To do> Type the entries out once more. Match them exactly.
*** Material provided
impl ProductPayload {
    /// Multipart `(name, value)` text parts in submission order.
    #[must_use]
    pub fn form_fields(&self) -> Vec<(&'static str, String)> {
        vec![
            ("name", self.name.clone()),
            ("description", self.description.clone()),
            ("price", self.price.to_string()),
            ("category", self.category.clone()),
            ("stock", self.stock.to_string()),
        ]
    }
}

// =============================================================================
// APPOINTMENTS
// =============================================================================

/// Lifecycle status of an appointment.
#[derive(Clone, Copy, Debug, PartialEq, Eq, Hash, Serialize, Deserialize)]
#[serde(rename_all = "lowercase")]
pub enum AppointmentStatus {
    Pending,
    Confirmed,
    Completed,
    Cancelled,
}

impl AppointmentStatus {
    pub const ALL: [Self; 4] = [Self::Pending, Self::Confirmed, Self::Completed, Self::Cancelled];

    #[must_use]
    pub const fn as_str(self) -> &'static str {
        match self {
            Self::Pending => "pending",
            Self::Confirmed => "confirmed",
            Self::Completed => "completed",
            Self::Cancelled => "cancelled",
        }
    }

    #[must_use]
    pub fn parse(raw: &str) -> Option<Self> {
        Self::ALL.into_iter().find(|status| status.as_str() == raw)
    }
}

/// A booked appointment, including joined display fields from list endpoints.
#[derive(Clone, Debug, PartialEq, Serialize, Deserialize)]
pub struct Appointment {
    #[serde(deserialize_with = "deserialize_i64_from_number")]
    pub id: i64,
    #[serde(default, deserialize_with = "deserialize_i64_or_zero")]
    pub service_id: i64,
    #[serde(default, deserialize_with = "deserialize_i64_or_zero")]
    pub provider_id: i64,
    #[serde(rename = "appointment_date", alias = "date")]
    pub date: String,
    #[serde(rename = "appointment_time", alias = "time")]
    pub time: String,
    pub status: AppointmentStatus,
    #[serde(default)]
    pub notes: Option<String>,
    #[serde(default)]
    pub service_name: Option<String>,
    #[serde(default)]
    pub provider_name: Option<String>,
    #[serde(default)]
    pub client_name: Option<String>,
    #[serde(default)]
    pub client_email: Option<String>,
    #[serde(default, deserialize_with = "deserialize_u32_or_zero")]
    pub duration: u32,
    #[serde(default)]
    pub price: Option<Price>,
}

/// Body for `POST /appointments`. Status is assigned by the server (pending).
#[derive(Clone, Debug, PartialEq, Eq, Serialize)]
pub struct NewAppointment {
    pub service_id: i64,
    pub provider_id: i64,
    pub appointment_date: String,
    pub appointment_time: String,
    pub notes: String,
}

/// Response of `GET /appointments/slots`.
#[derive(Clone, Debug, Default, PartialEq, Eq, Deserialize)]
pub struct SlotsResponse {
    #[serde(default, deserialize_with = "deserialize_vec_or_null")]
    pub slots: Vec<String>,
}

// =============================================================================
// REVIEWS
// =============================================================================

/// A client review of a provider.
#[derive(Clone, Debug, PartialEq, Serialize, Deserialize)]
pub struct Review {
    #[serde(deserialize_with = "deserialize_i64_from_number")]
    pub id: i64,
    #[serde(default, deserialize_with = "deserialize_i64_or_zero")]
    pub provider_id: i64,
    #[serde(default)]
    pub appointment_id: Option<i64>,
    #[serde(deserialize_with = "deserialize_u8_from_number")]
    pub rating: u8,
    #[serde(default)]
    pub comment: Option<String>,
    #[serde(default)]
    pub client_name: Option<String>,
    #[serde(default)]
    pub created_at: String,
}

/// Body for `POST /reviews`.
#[derive(Clone, Debug, PartialEq, Eq, Serialize)]
pub struct NewReview {
    pub provider_id: i64,
    #[serde(skip_serializing_if = "Option::is_none")]
    pub appointment_id: Option<i64>,
    pub rating: u8,
    pub comment: String,
}

/// One page of a provider's reviews.
///
/// The endpoint answers either `{ "reviews": [...], "page": n, "pages": m }`
/// or a bare array; both decode into this shape.
#[derive(Clone, Debug, Default, PartialEq)]
pub struct ReviewPage {
    pub reviews: Vec<Review>,
    pub page: u32,
    pub total_pages: u32,
}

#[derive(Deserialize)]
#[serde(untagged)]
enum ReviewPageWire {
    Paged {
        reviews: Vec<Review>,
        #[serde(default)]
        pagination: Option<PaginationWire>,
        #[serde(default)]
        page: Option<u32>,
        #[serde(default, alias = "totalPages")]
        pages: Option<u32>,
    },
    Bare(Vec<Review>),
}

#[derive(Deserialize)]
struct PaginationWire {
    #[serde(default)]
    page: Option<u32>,
    #[serde(default, alias = "totalPages")]
    pages: Option<u32>,
}

impl<'de> Deserialize<'de> for ReviewPage {
    fn deserialize<D: Deserializer<'de>>(deserializer: D) -> Result<Self, D::Error> {
        Ok(match ReviewPageWire::deserialize(deserializer)? {
            ReviewPageWire::Paged { reviews, pagination, page, pages } => {
                let page = page.or_else(|| pagination.as_ref().and_then(|p| p.page)).unwrap_or(1);
                let total_pages = pages.or_else(|| pagination.as_ref().and_then(|p| p.pages)).unwrap_or(page);
                Self { reviews, page, total_pages }
            }
            ReviewPageWire::Bare(reviews) => Self { reviews, page: 1, total_pages: 1 },
        })
    }
}

// =============================================================================
// LENIENT NUMBER DECODING
// =============================================================================

fn deserialize_u8_from_number<'de, D>(deserializer: D) -> Result<u8, D::Error>
where
    D: Deserializer<'de>,
{
    let value = deserialize_i64_from_number(deserializer)?;
    u8::try_from(value).map_err(|_| D::Error::custom(format!("value {value} out of range for u8")))
}

fn deserialize_u32_or_zero<'de, D>(deserializer: D) -> Result<u32, D::Error>
where
    D: Deserializer<'de>,
{
    let value = deserialize_i64_or_zero(deserializer)?;
    u32::try_from(value).map_err(|_| D::Error::custom(format!("value {value} out of range for u32")))
}

fn deserialize_i64_or_zero<'de, D>(deserializer: D) -> Result<i64, D::Error>
where
    D: Deserializer<'de>,
{
    let value = serde_json::Value::deserialize(deserializer)?;
    if value.is_null() {
        return Ok(0);
    }
    i64_from_value(&value).map_err(D::Error::custom)
}

fn deserialize_i64_from_number<'de, D>(deserializer: D) -> Result<i64, D::Error>
where
    D: Deserializer<'de>,
{
    let value = serde_json::Value::deserialize(deserializer)?;
    i64_from_value(&value).map_err(D::Error::custom)
}

fn i64_from_value(value: &serde_json::Value) -> Result<i64, &'static str> {
    match value {
        serde_json::Value::Number(number) => {
            if let Some(int) = number.as_i64() {
                return Ok(int);
            }
            #[allow(clippy::cast_precision_loss, clippy::cast_possible_truncation)]
            if let Some(float) = number.as_f64()
                && float.is_finite()
                && float.fract() == 0.0
                && float >= i64::MIN as f64
                && float <= i64::MAX as f64
            {
                return Ok(float as i64);
            }
            Err("expected integer-compatible number")
        }
        serde_json::Value::String(text) => text.trim().parse::<i64>().map_err(|_| "expected integer string"),
        _ => Err("expected number"),
    }
}

fn deserialize_f64_or_zero<'de, D>(deserializer: D) -> Result<f64, D::Error>
where
    D: Deserializer<'de>,
{
    match serde_json::Value::deserialize(deserializer)? {
        serde_json::Value::Number(number) => number.as_f64().ok_or_else(|| D::Error::custom("expected number")),
        serde_json::Value::String(text) => text
            .trim()
            .parse::<f64>()
            .map_err(|_| D::Error::custom(format!("invalid number: {text}"))),
        serde_json::Value::Null => Ok(0.0),
        _ => Err(D::Error::custom("expected number")),
    }
}

fn deserialize_vec_or_null<'de, D, T>(deserializer: D) -> Result<Vec<T>, D::Error>
where
    D: Deserializer<'de>,
    T: Deserialize<'de>,
{
    Ok(Option::<Vec<T>>::deserialize(deserializer)?.unwrap_or_default())
}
******
Reply>
impl ProductPayload {
    /// Multipart `(name, value)` text parts in submission order.
    #[must_use]
    pub fn form_fields(&self) -> Vec<(&'static str, String)> {
        vec![
            ("name", self.name.clone()),
            ("description", self.description.clone()),
            ("price", self.price.to_string()),
            ("category", self.category.clone()),
            ("stock", self.stock.to_string()),
        ]
    }
}

// =============================================================================
// APPOINTMENTS
// =============================================================================

/// Lifecycle status of an appointment.
#[derive(Clone, Copy, Debug, PartialEq, Eq, Hash, Serialize, Deserialize)]
#[serde(rename_all = "lowercase")]
pub enum AppointmentStatus {
    Pending,
    Confirmed,
    Completed,
    Cancelled,
}

impl AppointmentStatus {
    pub const ALL: [Self; 4] = [Self::Pending, Self::Confirmed, Self::Completed, Self::Cancelled];

    #[must_use]
    pub const fn as_str(self) -> &'static str {
        match self {
            Self::Pending => "pending",
            Self::Confirmed => "confirmed",
            Self::Completed => "completed",
            Self::Cancelled => "cancelled",
        }
    }

    #[must_use]
    pub fn parse(raw: &str) -> Option<Self> {
        Self::ALL.into_iter().find(|status| status.as_str() == raw)
    }
}

/// A booked appointment, including joined display fields from list endpoints.
#[derive(Clone, Debug, PartialEq, Serialize, Deserialize)]
pub struct Appointment {
    #[serde(deserialize_with = "deserialize_i64_from_number")]
    pub id: i64,
    #[serde(default, deserialize_with = "deserialize_i64_or_zero")]
    pub service_id: i64,
    #[serde(default, deserialize_with = "deserialize_i64_or_zero")]
    pub provider_id: i64,
    #[serde(rename = "appointment_date", alias = "date")]
    pub date: String,
    #[serde(rename = "appointment_time", alias = "time")]
    pub time: String,
    pub status: AppointmentStatus,
    #[serde(default)]
    pub notes: Option<String>,
    #[serde(default)]
    pub service_name: Option<String>,
    #[serde(default)]
    pub provider_name: Option<String>,
    #[serde(default)]
    pub client_name: Option<String>,
    #[serde(default)]
    pub client_email: Option<String>,
    #[serde(default, deserialize_with = "deserialize_u32_or_zero")]
    pub duration: u32,
    #[serde(default)]
    pub price: Option<Price>,
}

/// Body for `POST /appointments`. Status is assigned by the server (pending).
#[derive(Clone, Debug, PartialEq, Eq, Serialize)]
pub struct NewAppointment {
    pub service_id: i64,
    pub provider_id: i64,
    pub appointment_date: String,
    pub appointment_time: String,
    pub notes: String,
}

/// Response of `GET /appointments/slots`.
#[derive(Clone, Debug, Default, PartialEq, Eq, Deserialize)]
pub struct SlotsResponse {
    #[serde(default, deserialize_with = "deserialize_vec_or_null")]
    pub slots: Vec<String>,
}

// =============================================================================
// REVIEWS
// =============================================================================

/// A client review of a provider.
#[derive(Clone, Debug, PartialEq, Serialize, Deserialize)]
pub struct Review {
    #[serde(deserialize_with = "deserialize_i64_from_number")]
    pub id: i64,
    #[serde(default, deserialize_with = "deserialize_i64_or_zero")]
    pub provider_id: i64,
    #[serde(default)]
    pub appointment_id: Option<i64>,
    #[serde(deserialize_with = "deserialize_u8_from_number")]
    pub rating: u8,
    #[serde(default)]
    pub comment: Option<String>,
    #[serde(default)]
    pub client_name: Option<String>,
    #[serde(default)]
    pub created_at: String,
}

/// Body for `POST /reviews`.
#[derive(Clone, Debug, PartialEq, Eq, Serialize)]
pub struct NewReview {
    pub provider_id: i64,
    #[serde(skip_serializing_if = "Option::is_none")]
    pub appointment_id: Option<i64>,
    pub rating: u8,
    pub comment: String,
}

/// One page of a provider's reviews.
///
/// The endpoint answers either `{ "reviews": [...], "page": n, "pages": m }`
/// or a bare array; both decode into this shape.
#[derive(Clone, Debug, Default, PartialEq)]
pub struct ReviewPage {
    pub reviews: Vec<Review>,
    pub page: u32,
    pub total_pages: u32,
}

#[derive(Deserialize)]
#[serde(untagged)]
enum ReviewPageWire {
    Paged {
        reviews: Vec<Review>,
        #[serde(default)]
        pagination: Option<PaginationWire>,
        #[serde(default)]
        page: Option<u32>,
        #[serde(default, alias = "totalPages")]
        pages: Option<u32>,
    },
    Bare(Vec<Review>),
}

#[derive(Deserialize)]
struct PaginationWire {
    #[serde(default)]
    page: Option<u32>,
    #[serde(default, alias = "totalPages")]
    pages: Option<u32>,
}

impl<'de> Deserialize<'de> for ReviewPage {
    fn deserialize<D: Deserializer<'de>>(deserializer: D) -> Result<Self, D::Error> {
        Ok(match ReviewPageWire::deserialize(deserializer)? {
            ReviewPageWire::Paged { reviews, pagination, page, pages } => {
                let page = page.or_else(|| pagination.as_ref().and_then(|p| p.page)).unwrap_or(1);
                let total_pages = pages.or_else(|| pagination.as_ref().and_then(|p| p.pages)).unwrap_or(page);
                Self { reviews, page, total_pages }
            }
            ReviewPageWire::Bare(reviews) => Self { reviews, page: 1, total_pages: 1 },
        })
    }
}

// =============================================================================
// LENIENT NUMBER DECODING
// =============================================================================

fn deserialize_u8_from_number<'de, D>(deserializer: D) -> Result<u8, D::Error>
where
    D: Deserializer<'de>,
{
    let value = deserialize_i64_from_number(deserializer)?;
    u8::try_from(value).map_err(|_| D::Error::custom(format!("value {value} out of range for u8")))
}

fn deserialize_u32_or_zero<'de, D>(deserializer: D) -> Result<u32, D::Error>
where
    D: Deserializer<'de>,
{
    let value = deserialize_i64_or_zero(deserializer)?;
    u32::try_from(value).map_err(|_| D::Error::custom(format!("value {value} out of range for u32")))
}

fn deserialize_i64_or_zero<'de, D>(deserializer: D) -> Result<i64, D::Error>
where
    D: Deserializer<'de>,
{
    let value = serde_json::Value::deserialize(deserializer)?;
    if value.is_null() {
        return Ok(0);
    }
    i64_from_value(&value).map_err(D::Error::custom)
}

fn deserialize_i64_from_number<'de, D>(deserializer: D) -> Result<i64, D::Error>
where
    D: Deserializer<'de>,
{
    let value = serde_json::Value::deserialize(deserializer)?;
    i64_from_value(&value).map_err(D::Error::custom)
}

fn i64_from_value(value: &serde_json::Value) -> Result<i64, &'static str> {
    match value {
        serde_json::Value::Number(number) => {
            if let Some(int) = number.as_i64() {
                return Ok(int);
            }
            #[allow(clippy::cast_precision_loss, clippy::cast_possible_truncation)]
            if let Some(float) = number.as_f64()
                && float.is_finite()
                && float.fract() == 0.0
                && float >= i64::MIN as f64
                && float <= i64::MAX as f64
            {
                return Ok(float as i64);
            }
            Err("expected integer-compatible number")
        }
        serde_json::Value::String(text) => text.trim().parse::<i64>().map_err(|_| "expected integer string"),
        _ => Err("expected number"),
    }
}

fn deserialize_f64_or_zero<'de, D>(deserializer: D) -> Result<f64, D::Error>
where
    D: Deserializer<'de>,
{
    match serde_json::Value::deserialize(deserializer)? {
        serde_json::Value::Number(number) => number.as_f64().ok_or_else(|| D::Error::custom("expected number")),
        serde_json::Value::String(text) => text
            .trim()
            .parse::<f64>()
            .map_err(|_| D::Error::custom(format!("invalid number: {text}"))),
        serde_json::Value::Null => Ok(0.0),
        _ => Err(D::Error::custom("expected number")),
    }
}

fn deserialize_vec_or_null<'de, D, T>(deserializer: D) -> Result<Vec<T>, D::Error>
where
    D: Deserializer<'de>,
    T: Deserialize<'de>,
{
    Ok(Option::<Vec<T>>::deserialize(deserializer)?.unwrap_or_default())
}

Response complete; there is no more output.